A Williams vs say a Wesleyan degree does not really provide a significant advantage or disadvantage in 99% for post grad opportunities or situations. Except maybe if ur a lax bro, those guys take care of their own..

the focus on ranking is brutal for SLACs - but I kinda get it for national universities - don’t ask me why just my feeling
Anonymous
Anonymous wrote:
Anonymous wrote:Five seconds on this board indicates that “top colleges” are, actually, an obsession for so many people.


This thread has made me laugh so hard. Thanks all!

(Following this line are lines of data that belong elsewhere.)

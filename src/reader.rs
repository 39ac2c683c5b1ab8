//! Reader Handle - setup and hosting of the polling loop
//!
//! Ties the stages together in order:
//!
//! ```text
//! open_context ─► locate ─► negotiate ─► ReportPoller<Polling> ─► ReportPoller<Stopped>
//! ```
//!
//! Device and endpoint are passed forward by value; nothing is kept in shared state.
//! Setup errors end the program before any polling happens.

use rusb::Context;
use tokio::task::JoinError;
use tokio_util::sync::CancellationToken;
use tracing::{debug, info};

use crate::config::ReaderSettings;
use crate::device::{
    locate, locator::open_context, negotiate, DeviceIdentity, DeviceSummary, InterruptEndpoint,
    LocateError, SetupError,
};
use crate::poller::{PollSettings, ReportPoller, ReportSink, StopReason};

/// Errors that can occur while preparing or hosting a reader session
#[derive(Debug, thiserror::Error)]
pub enum ReaderError {
    #[error("Locate error: {0}")]
    Locate(#[from] LocateError),

    #[error("Setup error: {0}")]
    Setup(#[from] SetupError),

    #[error("Polling task failed: {0}")]
    Task(#[from] JoinError),
}

/// An opened, negotiated gamepad ready for polling.
pub struct ReaderHandle {
    endpoint: InterruptEndpoint<Context>,
    settings: PollSettings,
}

impl ReaderHandle {
    /// Locates `identity` and negotiates its interrupt-IN endpoint.
    ///
    /// # Errors
    ///
    /// * [`ReaderError::Locate`] - No libusb backend, or the device is not attached
    /// * [`ReaderError::Setup`] - Configuration or endpoint selection failed
    pub fn open(identity: DeviceIdentity, settings: &ReaderSettings) -> Result<Self, ReaderError> {
        info!("Opening reader for {} with settings: {:?}", identity, settings);

        let context = open_context()?;
        let handle = locate(&context, identity)?;
        let endpoint = negotiate(handle, identity)?;
        debug!(
            "Negotiated endpoint 0x{:02x} on interface {}",
            endpoint.descriptor().address,
            endpoint.interface()
        );

        Ok(Self {
            endpoint,
            settings: settings.poll_settings(),
        })
    }

    pub fn summary(&self) -> &DeviceSummary {
        self.endpoint.summary()
    }

    /// Runs the polling loop on a blocking worker until `cancel` fires or a
    /// transfer fails.
    pub async fn run(
        self,
        sink: Box<dyn ReportSink>,
        cancel: CancellationToken,
    ) -> Result<StopReason, ReaderError> {
        let poller = ReportPoller::create(Box::new(self.endpoint), sink, Some(self.settings));

        info!("Spawning polling task");
        let stopped = tokio::task::spawn_blocking(move || poller.run(&cancel)).await?;
        Ok(stopped.reason())
    }
}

It is reductive Neanderthal behavior to take all the nuanced aspects of colleges and form a single ranking for the entire school, every department, every major and think it will be meaningful.
Anonymous
Anonymous wrote:
Anonymous wrote:
Anonymous wrote:Five seconds on this board indicates that “top colleges” are, actually, an obsession for so many people.


This thread has made me laugh so hard. Thanks all!


It is reductive Neanderthal behavior to take all the nuanced aspects of colleges and form a single ranking for the entire school, every department, every major and think it will be meaningful.


These rankings started as a gimmick to sell magazines.
Anonymous
This discussion is moot anyway since it appears that no one can get accepted at the T15 anyway!
Anonymous
Anonymous wrote:
Anonymous wrote:
Anonymous wrote:Harvard will fall out of top 10 unless they invest in STEM (CS) heavily for the next 10 years.


Harvard is already out of top 5 for many people.


Yes, right, and the evidence of that is their plummeting academic statistics for enrolled students, the precipitous drop in the number of applications, and the acceptance rate rocketing up.

/geez


This is turning out to be a great thread. It's high time people took a closer look at Harvard and Yale and their inexplicable rankings among the top 5 universities. Their mediocrity in STEM has already been noted. But take a gander at their freshman retention rates. Harvard is at 92 percent, which is below Auburn, Brandeis, and the Colorado School of Mines. Yale is even worse at 90 percent, which is worse than UC San Diego, the University of Dayton, and SUNY Stony Brook. Figures are from US News and World Report.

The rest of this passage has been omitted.